Other real estate-related software/computer systems have been developed, such as those incorporating special algorithms for disclosing detrimental conditions affecting property; allowing for managing and preparing documentation for real estate transactions; those for coordinating real estate sales and rentals; etc.
Potential home buyers have many computing systems available to them to research available homes. However, these systems provide few, if any, historical or ancillary details that would aid the potential home buyer in his or her decision-making process. A new tool emerging for homeowners and buyers attempts to facilitate home price comparisons, but price fairness is only one of many factors relevant to a purchase decision.
Some computing systems help homeowners to connect with service providers. These various computing systems include those that provide for posting projects to an open market of providers (e.g., on a web site) who connect with the homeowner if the project interests them. Some also provide tools for the homeowner to review providers by viewing the reviews of other homeowners. These computing systems, however, don't provide a complete, or at least somewhat comprehensive, cohesive, historical view of a home's projects and the results and details of those projects, including who executed the project, which can be shared with other homeowners and/or passed on to subsequent owners of the home.

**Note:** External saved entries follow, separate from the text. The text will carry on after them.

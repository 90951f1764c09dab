//! End-to-end tests for the social-image endpoint against a mocked API.

use serde_json::json;
use share_edge::config::EdgeConfig;

mod common;

fn config_with_api(api_addr: std::net::SocketAddr) -> EdgeConfig {
    let mut config = EdgeConfig::default();
    config.api.base_url = format!("http://{api_addr}");
    config
}

#[tokio::test]
async fn test_user_route_renders_profile_card() {
    let api_addr = common::start_mock_server(|path| async move {
        match path.as_str() {
            "/users/alice" => (
                200,
                "application/json",
                json!({
                    "handle": "alice",
                    "name": "Alice",
                    "avatarUrl": "https://cdn.example/alice.png",
                    "bio": "Writes libraries",
                })
                .to_string(),
            ),
            _ => (404, "text/plain", "Not Found".to_string()),
        }
    })
    .await;

    let edge = common::start_edge(config_with_api(api_addr)).await;
    let client = common::http_client();

    let response = client
        .get(format!("http://{edge}/social-image?path=/@alice"))
        .send()
        .await
        .expect("edge unreachable");

    assert_eq!(response.status(), 200);
    assert!(response
        .headers()
        .get("content-type")
        .unwrap()
        .to_str()
        .unwrap()
        .starts_with("image/svg+xml"));
    assert!(response.headers().contains_key("x-request-id"));

    let body = response.text().await.unwrap();
    assert!(body.starts_with("<svg"));
    assert!(body.contains("Alice"));
    assert!(body.contains("share.example.com/@alice"));
    assert!(body.contains("https://cdn.example/alice.png"));
}

#[tokio::test]
async fn test_ticket_route_renders_sheet_card() {
    let api_addr = common::start_mock_server(|path| async move {
        match path.as_str() {
            "/users/alice/projects/mylib" => (
                200,
                "application/json",
                json!({
                    "owner": { "handle": "alice" },
                    "slug": "mylib",
                    "summary": "A tiny library",
                    "numOpenTickets": 3,
                })
                .to_string(),
            ),
            "/users/alice/projects/mylib/tickets/42" => (
                200,
                "application/json",
                json!({
                    "author": "@bob",
                    "title": "Crash on startup",
                    "description": "It crashes",
                    "numComments": 2,
                    "status": "open",
                    "createdAt": "2024-02-03T10:30:00Z",
                    "updatedAt": "2024-02-04T10:30:00Z",
                })
                .to_string(),
            ),
            _ => (404, "text/plain", "Not Found".to_string()),
        }
    })
    .await;

    let edge = common::start_edge(config_with_api(api_addr)).await;
    let client = common::http_client();

    let body = client
        .get(format!(
            "http://{edge}/social-image?path=/@alice/mylib/tickets/42"
        ))
        .send()
        .await
        .expect("edge unreachable")
        .text()
        .await
        .unwrap();

    assert!(body.contains("Crash on startup"));
    assert!(body.contains("Ticket #42"));
    assert!(body.contains("Open"));
    assert!(body.contains("@bob"));
    assert!(body.contains("Feb 3, 2024"));
}

#[tokio::test]
async fn test_primary_fetch_failure_falls_back_to_default_image() {
    let api_addr =
        common::start_mock_server(|_| async move { (404, "text/plain", "Not Found".to_string()) })
            .await;

    let config = config_with_api(api_addr);
    let default_image = config.social.default_image_url.clone();
    let edge = common::start_edge(config).await;
    let client = common::http_client();

    // Every variant degrades the same way when the primary entity is gone.
    for path in [
        "/@ghost",
        "/@ghost/mylib",
        "/@ghost/mylib/tickets/1",
        "/@ghost/mylib/releases/1.0.0",
    ] {
        let response = client
            .get(format!("http://{edge}/social-image?path={path}"))
            .send()
            .await
            .expect("edge unreachable");
        assert_eq!(response.status(), 200, "path {path}");
        let body = response.text().await.unwrap();
        assert!(body.contains(&default_image), "path {path} should fall back");
    }
}

#[tokio::test]
async fn test_unroutable_path_renders_default_image_without_api_calls() {
    use std::sync::atomic::{AtomicU32, Ordering};
    use std::sync::Arc;

    let call_count = Arc::new(AtomicU32::new(0));
    let calls = call_count.clone();
    let api_addr = common::start_mock_server(move |_| {
        let calls = calls.clone();
        async move {
            calls.fetch_add(1, Ordering::SeqCst);
            (404, "text/plain", "Not Found".to_string())
        }
    })
    .await;

    let config = config_with_api(api_addr);
    let default_image = config.social.default_image_url.clone();
    let edge = common::start_edge(config).await;
    let client = common::http_client();

    let body = client
        .get(format!("http://{edge}/social-image?path=/about"))
        .send()
        .await
        .expect("edge unreachable")
        .text()
        .await
        .unwrap();
    assert!(body.contains(&default_image));

    // Missing `path` defaults to "/", which is also unroutable.
    let body = client
        .get(format!("http://{edge}/social-image"))
        .send()
        .await
        .expect("edge unreachable")
        .text()
        .await
        .unwrap();
    assert!(body.contains(&default_image));

    assert_eq!(
        call_count.load(std::sync::atomic::Ordering::SeqCst),
        0,
        "unroutable paths must not hit the API"
    );
}

#[tokio::test]
async fn test_contribution_status_tag_on_card() {
    let api_addr = common::start_mock_server(|path| async move {
        match path.as_str() {
            "/users/alice/projects/mylib" => (
                200,
                "application/json",
                json!({
                    "owner": { "handle": "alice" },
                    "slug": "mylib",
                    "summary": "",
                })
                .to_string(),
            ),
            "/users/alice/projects/mylib/contributions/7" => (
                200,
                "application/json",
                json!({
                    "author": "@carol",
                    "title": "Rework parser",
                    "numComments": 0,
                    "sourceBranchRef": "@carol/parser",
                    "targetBranchRef": "main",
                    "status": "in_review",
                    "createdAt": "2024-05-20T08:00:00Z",
                    "updatedAt": "2024-05-21T08:00:00Z",
                })
                .to_string(),
            ),
            _ => (404, "text/plain", "Not Found".to_string()),
        }
    })
    .await;

    let edge = common::start_edge(config_with_api(api_addr)).await;
    let client = common::http_client();

    let body = client
        .get(format!(
            "http://{edge}/social-image?path=/@alice/mylib/contributions/7"
        ))
        .send()
        .await
        .expect("edge unreachable")
        .text()
        .await
        .unwrap();

    assert!(body.contains("Rework parser"));
    assert!(body.contains("In Review"));
    assert!(body.contains("From @carol/parser to main"));
}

There are other computing systems supporting documentation of a home's inventory. These computing systems, so far as we are aware, do not provide for the transferal of this information to a new owner; neither do they provide mechanisms to tie into the point-of-sale of goods bought and sold either on-line or otherwise.
Current computing systems thus do not provide a mechanism or methodology for documenting, retaining, presenting and managing real property, its projects, and its contents as an asset which ultimately may be conveyed from the owner of a home to the next purchaser of that home.